Task details -
Pull every line from the records that has the word "Result" in it.

Input material -
--- START ---
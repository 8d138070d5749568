//! Importing settings from partial JSON.
//!
//! Stored math objects are often older or hand-written and lack fields the current
//! settings shapes require. This module completes them from the default table and
//! reports what it filled in, then hands back normalized, typed settings.
//!
//! Expression elements in older data carry no explicit `kind`; they are classified
//! here, once, by the fields they hold. Past this boundary the tree always carries
//! explicit discriminants.

use serde_json::Value;
use tracing::{debug, warn};

use crate::{
    containers::NodeContext,
    defaults::DefaultTable,
    mode::ModeRegistry,
    path::ContainerPath,
    tree::normalize_deep,
    types::{MathInput, MathObjectKind, Settings},
};

pub mod errors;
mod merge;

pub use errors::InputError;
use merge::{Merger, classify_elements, default_value, json_type};

/// Settings completed from defaults.
#[derive(Debug, Clone, PartialEq)]
pub struct Merged {
    /// The completed, normalized settings.
    pub settings: Settings,
    /// Dotted paths of keys taken from the defaults, array items as `key[i]`.
    pub missing: Vec<String>,
}

/// An imported exchange record.
#[derive(Debug, Clone, PartialEq)]
pub struct Imported {
    pub input: MathInput,
    pub missing: Vec<String>,
}

/// Completes a partial settings object of `kind` from its simple default.
///
/// Keys missing from `input` are copied from the default and reported. Nested
/// objects merge recursively; each element of an array of objects merges against
/// the default's first element, or against the default of its own kind when that
/// differs. Keys the default does not have are dropped.
pub fn merge_with_defaults(
    kind: MathObjectKind,
    input: &Value,
    table: &DefaultTable,
) -> Result<Merged, InputError> {
    if !input.is_object() {
        return Err(InputError::NotAnObject {
            found: json_type(input),
        });
    }
    if let Some(tag) = input.get("kind") {
        let found = parse_kind(tag)?;
        if found != kind {
            return Err(InputError::KindMismatch {
                expected: kind,
                found,
            });
        }
    }

    let mut input = input.clone();
    classify_elements(&mut input);

    let default = default_value(table, kind)?;
    let mut merger = Merger {
        table,
        missing: Vec::new(),
    };
    let merged = merger.merge(&default, &input, "")?;
    if !merger.missing.is_empty() {
        warn!(
            kind = %kind,
            missing = %merger.missing.join(", "),
            "Filled missing settings from defaults"
        );
    }

    let settings: Settings = serde_json::from_value(merged).map_err(|err| InputError::Invalid {
        kind,
        reason: err.to_string(),
    })?;

    let root = ContainerPath::root(0, kind);
    let modes = ModeRegistry::seeded(&root, &settings);
    let ctx = NodeContext::root(table, &modes, root, kind);
    let settings = normalize_deep(&settings, &ctx);
    debug!(kind = %kind, filled = merger.missing.len(), "Imported settings");

    Ok(Merged {
        settings,
        missing: merger.missing,
    })
}

fn parse_kind(tag: &Value) -> Result<MathObjectKind, InputError> {
    let text = tag.as_str().ok_or_else(|| InputError::UnknownKind {
        kind: tag.to_string(),
    })?;
    text.parse().map_err(|_| InputError::UnknownKind {
        kind: text.to_string(),
    })
}

/// Imports either a full exchange record (`{"settings": {...}, "priority": ...}`)
/// or a bare settings object. The kind is read from the settings' `kind` tag.
pub fn parse_document(value: &Value, table: &DefaultTable) -> Result<Imported, InputError> {
    if !value.is_object() {
        return Err(InputError::NotAnObject {
            found: json_type(value),
        });
    }
    let settings = value.get("settings").unwrap_or(value);
    let kind = parse_kind(settings.get("kind").ok_or(InputError::MissingKind)?)?;
    let Merged { settings, missing } = merge_with_defaults(kind, settings, table)?;

    let text = |key: &str| {
        value
            .get(key)
            .and_then(Value::as_str)
            .unwrap_or_default()
            .to_string()
    };
    let input = MathInput {
        settings,
        priority: value.get("priority").and_then(Value::as_i64).unwrap_or(0),
        dependency: text("dependency"),
        example: text("example"),
    };
    Ok(Imported { input, missing })
}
--- END ---
Completed exercise -
) -> Result<Merged, InputError> {
fn parse_kind(tag: &Value) -> Result<MathObjectKind, InputError> {
pub fn parse_document(value: &Value, table: &DefaultTable) -> Result<Imported, InputError> {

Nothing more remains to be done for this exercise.